WORK ORDER ▸ Copy out all lines of the listing below that hold "Void".

━━━━━━━━━━━━━━━━━━━━━━━━━━━━━━

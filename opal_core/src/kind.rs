//! Value kinds.
//!
//! A `Kind` is the static category of a value as the backend sees it:
//! wide enough to pick instruction widths and frame slots, nothing more.

/// Static value kind of a variable, constant, or continuation parameter.
#[derive(Debug, Clone, Copy, PartialEq, Eq, Hash)]
pub enum Kind {
    /// 32-bit integer (the native switch tag kind).
    Int,
    /// 64-bit integer.
    Long,
    /// 32-bit IEEE float.
    Float,
    /// 64-bit IEEE float.
    Double,
    /// Heap reference.
    Reference,
    /// Machine word (pointer-sized, untraced).
    Word,
    /// No value (a continuation that receives nothing).
    Void,
}

impl Kind {
    /// Size of one stack slot in bytes on the 64-bit target.
    pub const STACK_SLOT_SIZE: u32 = 8;

    /// Width of this kind in bytes.
    #[inline]
    pub const fn width(self) -> u32 {
        match self {
            Kind::Int | Kind::Float => 4,
            Kind::Long | Kind::Double | Kind::Reference | Kind::Word => 8,
            Kind::Void => 0,
        }
    }

    /// Whether values of this kind live in general-purpose registers.
    #[inline]
    pub const fn is_integral(self) -> bool {
        matches!(self, Kind::Int | Kind::Long | Kind::Reference | Kind::Word)
    }

    /// Round a byte count up to a whole number of stack slots, in bytes.
    #[inline]
    pub const fn round_to_slot(bytes: u32) -> u32 {
        (bytes + Self::STACK_SLOT_SIZE - 1) & !(Self::STACK_SLOT_SIZE - 1)
    }
}

#[cfg(test)]
mod tests {
    use super::*;

    #[test]
    fn test_kind_widths() {
        assert_eq!(Kind::Int.width(), 4);
        assert_eq!(Kind::Long.width(), 8);
        assert_eq!(Kind::Reference.width(), 8);
        assert_eq!(Kind::Void.width(), 0);
    }

    #[test]
    fn test_round_to_slot() {
        assert_eq!(Kind::round_to_slot(0), 0);
        assert_eq!(Kind::round_to_slot(1), 8);
        assert_eq!(Kind::round_to_slot(8), 8);
        assert_eq!(Kind::round_to_slot(9), 16);
        assert_eq!(Kind::round_to_slot(24), 24);
    }
}
//! Method-compilation backend for the Opal VM.
//!
//! A bytecode method is lowered progressively through three IRs:
//! - **CIR**: continuation-passing closures, calls, and named blocks
//! - **DIR**: imperative basic blocks with explicit switch/jump terminators
//! - **EIR**: x64-flavoured blocks with concrete operands
//!
//! and emitted into a growable, patchable [`code::CodeBuffer`]. An
//! independent fast path assembles precompiled per-opcode templates
//! ([`template`]) into the same buffer abstraction.
//!
//! Each method compilation is single-threaded: one thread owns the IR
//! graphs and the code buffer until the final bytes are copied out. The
//! template table is built once before compilation starts and is read-only
//! afterwards.

pub mod arena;
pub mod cir;
pub mod code;
pub mod compile;
pub mod dir;
pub mod eir;
pub mod platform;
pub mod template;
//! Configuration management for the voice pipeline
//!
//! Supports loading configuration from:
//! - TOML files
//! - Environment variables (XENO_VOICE_ prefix, `__` section separator)
//! - Built-in defaults when neither is present

pub mod settings;

pub use settings::{
    load_settings, BiometricsSettings, CaptureSettings, EngineSettings, Settings, WakeSettings,
};

use thiserror::Error;

#[derive(Error, Debug)]
pub enum ConfigError {
    #[error("configuration file not found: {0}")]
    FileNotFound(String),

    #[error("failed to parse configuration: {0}")]
    ParseError(String),

    #[error("invalid value for {field}: {message}")]
    InvalidValue { field: String, message: String },
}

impl From<config::ConfigError> for ConfigError {
    fn from(err: config::ConfigError) -> Self {
        ConfigError::ParseError(err.to_string())
    }
}

impl From<ConfigError> for xeno_voice_core::Error {
    fn from(err: ConfigError) -> Self {
        xeno_voice_core::Error::Config(err.to_string())
    }
}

━━━━━━━━━━━━━━━━━━━━━━━━━━━━━━

SOLUTION TO THE EXERCISE ▸
    Void,
            Kind::Void => 0,
        assert_eq!(Kind::Void.width(), 0);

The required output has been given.